Candidatos à Presidência afirmam que não são contra aumento do benefício, mas contestam o momento do anúncio feito pelo Governo Federal durante o período eleitoral
O anúncio do Governo Federal de reajustar em 15% o valor do Bolsa Família durante o período eleitoral provocou reação de candidatos à Presidência da República e levou o tema à análise da Justiça Eleitoral.
Ronaldo Caiado (PSD), Renan Santos (Missão) e Romeu Zema (Novo) criticaram publicamente a medida anunciada pelo governo do presidente Luiz Inácio Lula da Silva (PT). Os três afirmaram que não são contrários a um reajuste no programa social, mas questionaram o fato de a alteração ocorrer neste momento, durante a campanha eleitoral.
Os candidatos classificaram a iniciativa como uma medida de caráter eleitoral e afirmaram que o anúncio ocorre em um cenário de disputa política, após mudanças no cenário das pesquisas de intenção de voto para um eventual segundo turno.
Além das manifestações públicas, o reajuste também passou a ser questionado na Justiça Eleitoral.
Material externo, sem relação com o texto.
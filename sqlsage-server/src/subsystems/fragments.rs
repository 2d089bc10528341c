//! Fragment store: one embedded text fragment per table, persisted per session.

use sqlsage_core::embeddings::{EmbeddingBackend, EmbeddingError};
use sqlsage_core::models::{ColumnDescriptor, FragmentEntry, FragmentIndex, FragmentIndexHandle};
use sqlsage_core::{SessionError, Storage};
use uuid::Uuid;

/// Render one table's columns as the text that gets embedded.
pub fn render_fragment<'a>(table: &str, columns: impl IntoIterator<Item = &'a ColumnDescriptor>) -> String {
    let mut text = format!("table_name: {}", table);
    for column in columns {
        text.push('\n');
        text.push_str(&column.column_name);
        text.push_str(": ");
        text.push_str(&column.data_type);
    }
    text
}

/// `(table_name, fragment_text)` for every distinct table, in first-appearance order.
pub fn fragments_from_columns(columns: &[ColumnDescriptor]) -> Vec<(String, String)> {
    let mut tables: Vec<&str> = Vec::new();
    for column in columns {
        if !tables.contains(&column.table_name.as_str()) {
            tables.push(&column.table_name);
        }
    }

    tables
        .into_iter()
        .map(|table| {
            let text = render_fragment(table, columns.iter().filter(|c| c.table_name == table));
            (table.to_string(), text)
        })
        .collect()
}

/// Embed every fragment. Zero tables yields a valid, empty index.
pub async fn embed_fragments(
    session_id: Uuid,
    columns: &[ColumnDescriptor],
    backend: &dyn EmbeddingBackend,
) -> Result<FragmentIndex, EmbeddingError> {
    let fragments = fragments_from_columns(columns);
    let mut entries = Vec::with_capacity(fragments.len());

    for (table_name, text) in fragments {
        let vector = backend.embed(&text).await?;
        if vector.is_none() {
            tracing::warn!(
                session_id = %session_id,
                table = %table_name,
                backend = backend.name(),
                "No embedding for fragment; table reachable only through fallback"
            );
        }
        entries.push(FragmentEntry {
            table_name,
            text,
            vector,
        });
    }

    Ok(FragmentIndex {
        session_id,
        backend: backend.name().to_string(),
        dimensions: backend.dimensions(),
        entries,
    })
}

/// Build and persist the session's fragment index.
pub async fn build(
    storage: &Storage,
    session_id: Uuid,
    columns: &[ColumnDescriptor],
    backend: &dyn EmbeddingBackend,
) -> Result<FragmentIndexHandle, SessionError> {
    let index = embed_fragments(session_id, columns, backend).await?;
    let fragments = index.entries.len();
    let path = storage.write_index(&index)?;

    tracing::info!(
        session_id = %session_id,
        fragments = fragments,
        backend = backend.name(),
        "Fragment index built"
    );

    Ok(FragmentIndexHandle {
        session_id,
        path,
        fragments,
    })
}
O deputado federal Zé Trovão (PL-SC) protocolou uma ação no Tribunal Superior Eleitoral (TSE) pedindo uma análise sobre a legalidade da medida.
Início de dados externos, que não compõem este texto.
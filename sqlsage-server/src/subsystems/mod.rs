pub mod connect;
pub mod describe;
pub mod execute;
pub mod extract;
pub mod format;
pub mod fragments;
pub mod generate;
pub mod orchestrate;
pub mod prompt;
pub mod retrieve;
Na ação, o parlamentar argumenta que é necessária a atuação da Justiça Eleitoral para impedir que a estrutura administrativa e os recursos públicos sejam utilizados de forma a comprometer a igualdade de oportunidades entre os candidatos durante o processo eleitoral.
O caso será relatado pelo ministro André Mendonça, atual vice-presidente do TSE. A definição do relator ocorreu por meio de sorteio realizado pela Corte Eleitoral.